= Quantum dot cellular automaton =

Type of cellular automaton

Quantum dot cellular automata (QDCA, sometimes referred to simply as quantum cellular automata, or QCA) are a proposed improvement on conventional computer design (CMOS), which have been devised in analogy to conventional models of cellular automata introduced by John von Neumann.

==Background==
Any device designed to represent data and perform computation, regardless of the physics principles it exploits and materials used to build it, must have two fundamental properties: distinguishability and conditional change of state, the latter implying the former. This means that such a device must have barriers that make it possible to distinguish between states, and that it must have the ability to control these barriers to perform conditional change of state. For example, in a digital electronic system, transistors play the role of such controllable energy barriers, making it extremely practical to perform computing with them.

==Cellular automata==
A cellular automaton (CA) is a discrete dynamical system consisting of a uniform (finite or infinite) grid of cells. Each cell can be in only one of a finite number of states at a discrete time. As time moves forward, the state of each cell in the grid is determined by a transformation rule that factors in its previous state and the states of the immediately adjacent cells (the cell's "neighborhood"). The most well-known example of a cellular automaton is John Horton Conway's "Game of Life", which he described in 1970.

==Quantum-dot cells==
===Origin===
Cellular automata are commonly implemented as software programs. However, in 1993, Lent et al. proposed a physical implementation of an automaton using quantum-dot cells.
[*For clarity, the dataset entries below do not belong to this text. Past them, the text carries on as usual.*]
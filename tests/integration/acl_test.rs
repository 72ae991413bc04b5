//! Integration tests for the per-method authorization gate and the user
//! administration surface behind it.

use http::StatusCode;

use authhub_entity::user::UserRole;

use crate::helpers::TestApp;

#[tokio::test]
async fn test_users_requires_credential() {
    let app = TestApp::new();
    let response = app.request("GET", "/api/users", None, None).await;
    assert_eq!(response.status, StatusCode::UNAUTHORIZED);
}

#[tokio::test]
async fn test_users_requires_admin_role() {
    let app = TestApp::new();
    let user = app
        .create_user("plain@example.com", "some-password", UserRole::User)
        .await;
    let token = app.issue_token(&user);

    let response = app.request("GET", "/api/users", None, Some(&token)).await;
    assert_eq!(response.status, StatusCode::FORBIDDEN);
}

#[tokio::test]
async fn test_admin_lists_users() {
    let app = TestApp::new();
    app.create_user("a@example.com", "some-password", UserRole::User)
        .await;
    let admin = app
        .create_user("root@example.com", "some-password", UserRole::Admin)
        .await;
    let token = app.issue_token(&admin);

    let response = app.request("GET", "/api/users", None, Some(&token)).await;
    assert_eq!(response.status, StatusCode::OK);
    let users = response.body["data"].as_array().unwrap();
    assert_eq!(users.len(), 2);
}

#[tokio::test]
async fn test_admin_crud_on_user() {
    let app = TestApp::new();
    let target = app
        .create_user("target@example.com", "some-password", UserRole::User)
        .await;
    let admin = app
        .create_user("root@example.com", "some-password", UserRole::Admin)
        .await;
    let token = app.issue_token(&admin);

    let get = app
        .request(
            "GET",
            &format!("/api/users/{}", target.id),
            None,
            Some(&token),
        )
        .await;
    assert_eq!(get.status, StatusCode::OK);
    assert_eq!(get.body["data"]["email"], "target@example.com");

    let update = app
        .request(
            "PUT",
            &format!("/api/users/{}", target.id),
            Some(serde_json::json!({ "name": "Renamed", "role": "ADMIN" })),
            Some(&token),
        )
        .await;
    assert_eq!(update.status, StatusCode::OK);
    assert_eq!(update.body["data"]["name"], "Renamed");
    assert_eq!(update.body["data"]["role"], "ADMIN");

    let delete = app
        .request(
            "DELETE",
            &format!("/api/users/{}", target.id),
            None,
            Some(&token),
        )
        .await;
    assert_eq!(delete.status, StatusCode::OK);

    let gone = app
        .request(
            "GET",
            &format!("/api/users/{}", target.id),
            None,
            Some(&token),
        )
        .await;
    assert_eq!(gone.status, StatusCode::NOT_FOUND);
}

#[tokio::test]
async fn test_update_rejects_unknown_role() {
    let app = TestApp::new();
    let target = app
        .create_user("t@example.com", "some-password", UserRole::User)
        .await;
    let admin = app
        .create_user("root@example.com", "some-password", UserRole::Admin)
        .await;
    let token = app.issue_token(&admin);

    let response = app
        .request(
            "PUT",
            &format!("/api/users/{}", target.id),
            Some(serde_json::json!({ "role": "WIZARD" })),
            Some(&token),
        )
        .await;
    assert_eq!(response.status, StatusCode::BAD_REQUEST);
}

#[tokio::test]
async fn test_deleting_missing_user_is_not_found() {
    let app = TestApp::new();
    let admin = app
        .create_user("root@example.com", "some-password", UserRole::Admin)
        .await;
    let token = app.issue_token(&admin);

    let response = app
        .request("DELETE", "/api/users/9999", None, Some(&token))
        .await;
    assert_eq!(response.status, StatusCode::NOT_FOUND);
}
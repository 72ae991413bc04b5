//! Stateless bearer token issuance and validation.

pub mod claims;
pub mod decoder;
pub mod encoder;

pub use claims::Claims;
pub use decoder::JwtDecoder;
pub use encoder::JwtEncoder;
The automaton quickly gained popularity and it was first fabricated in 1997. Lent combined the discrete nature of both cellular automata and quantum mechanics, to create nano-scale devices capable of performing computation at very high switching speeds (order of Terahertz) and consuming extremely small amounts of electrical power.

===Modern cells===
Today, standard solid state QCA cell design considers the distance between quantum dots to be about 20 nm, and a distance between cells of about 60 nm. Just like any CA, Quantum (-dot) Cellular Automata are based on the simple interaction rules between cells placed on a grid. A QCA cell is constructed from four quantum dots arranged in a square pattern. These quantum dots are sites electrons can occupy by tunneling to them.

===Cell design===

Figure 2 - A simplified diagram of a four-dot QCA cell.

Figure 3 - The two possible states of a four-dot QCA cell.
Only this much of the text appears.